QUESTION 7.8. The research does appear to have observed a three-way interaction. To begin, let’s focus solely on the individual priming words (such as I, me, and mine). For these words, the researcher clearly observed a 2-way Culture x Target Word Favorability interaction. In the individual primes condition,
American participants responded more quickly to the positive target words than to the negative target words. In contrast, Japanese participants showed exactly the opposite tendency. That is, after being exposed to individual primes, they responded more quickly to negative than to positive words. This is not only an interaction. It is apparently a cross-over interaction. When it comes to individual self-views,
Americans appear to have favorable self-associations whereas the Japanese have unfavorable selfassociations.

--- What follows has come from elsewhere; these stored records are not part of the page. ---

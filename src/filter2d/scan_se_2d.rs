/*
 * // Copyright (c) Radzivon Bartoshyk. All rights reserved.
 * //
 * // Redistribution and use in source and binary forms, with or without modification,
 * // are permitted provided that the following conditions are met:
 * //
 * // 1.  Redistributions of source code must retain the above copyright notice, this
 * // list of conditions and the following disclaimer.
 * //
 * // 2.  Redistributions in binary form must reproduce the above copyright notice,
 * // this list of conditions and the following disclaimer in the documentation
 * // and/or other materials provided with the distribution.
 * //
 * // 3.  Neither the name of the copyright holder nor the names of its
 * // contributors may be used to endorse or promote products derived from
 * // this software without specific prior written permission.
 * //
 * // THIS SOFTWARE IS PROVIDED BY THE COPYRIGHT HOLDERS AND CONTRIBUTORS "AS IS"
 * // AND ANY EXPRESS OR IMPLIED WARRANTIES, INCLUDING, BUT NOT LIMITED TO, THE
 * // IMPLIED WARRANTIES OF MERCHANTABILITY AND FITNESS FOR A PARTICULAR PURPOSE ARE
 * // DISCLAIMED. IN NO EVENT SHALL THE COPYRIGHT HOLDER OR CONTRIBUTORS BE LIABLE
 * // FOR ANY DIRECT, INDIRECT, INCIDENTAL, SPECIAL, EXEMPLARY, OR CONSEQUENTIAL
 * // DAMAGES (INCLUDING, BUT NOT LIMITED TO, PROCUREMENT OF SUBSTITUTE GOODS OR
 * // SERVICES; LOSS OF USE, DATA, OR PROFITS; OR BUSINESS INTERRUPTION) HOWEVER
 * // CAUSED AND ON ANY THEORY OF LIABILITY, WHETHER IN CONTRACT, STRICT LIABILITY,
 * // OR TORT (INCLUDING NEGLIGENCE OR OTHERWISE) ARISING IN ANY WAY OUT OF THE USE
 * // OF THIS SOFTWARE, EVEN IF ADVISED OF THE POSSIBILITY OF SUCH DAMAGE.
 */

use crate::filter2d::scan_point_2d::ScanPoint2d;
use crate::KernelShape;
use num_traits::AsPrimitive;

/// Collects non-zero taps of a row-major kernel, offsets taken from the anchor
pub(crate) fn scan_se_2d<F>(
    structuring_element: &[F],
    structuring_element_size: KernelShape,
) -> Vec<ScanPoint2d<f32>>
where
    F: Copy + PartialEq + AsPrimitive<f32>,
    i32: AsPrimitive<F>,
{
    let mut left_front = vec![];

    let (vertical_anchor, horizontal_anchor) = structuring_element_size.anchor();
    let zero_f: F = 0i32.as_();

    structuring_element
        .chunks_exact(structuring_element_size.width)
        .enumerate()
        .for_each(|(y, row)| {
            for (x, &element) in row.iter().enumerate() {
                if element.ne(&zero_f) {
                    left_front.push(ScanPoint2d::new(
                        x as i64 - horizontal_anchor as i64,
                        y as i64 - vertical_anchor as i64,
                        element.as_(),
                    ));
                }
            }
        });

    left_front
}

#[cfg(test)]
mod tests {
    use super::*;

    #[test]
    fn test_scan_skips_zero_taps() {
        let roberts: [i16; 4] = [1, 0, 0, -1];
        let scanned = scan_se_2d(&roberts, KernelShape::new(2, 2));
        assert_eq!(
            scanned,
            vec![
                ScanPoint2d::new(-1, -1, 1f32),
                ScanPoint2d::new(0, 0, -1f32),
            ]
        );
    }

    #[test]
    fn test_scan_offsets_rectangular() {
        let kernel = [1f32, 2., 3.];
        let scanned = scan_se_2d(&kernel, KernelShape::new(3, 1));
        let offsets = scanned.iter().map(|p| (p.x, p.y)).collect::<Vec<_>>();
        assert_eq!(offsets, vec![(-1, 0), (0, 0), (1, 0)]);
    }
}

This tendency for Americans to be much more self-enhancing than the Japanese disappears, and even reverses somewhat, when we focus on group rather than individual primes. In the case of the group primes, there might be an interaction, too, but if so, it would be very roughly the opposite of the first interaction. Compared with American participants, Japanese participants showed an even more exaggerated tendency to respond more quickly to the favorable targets after having just been primed with group identity words (we, us, or ours).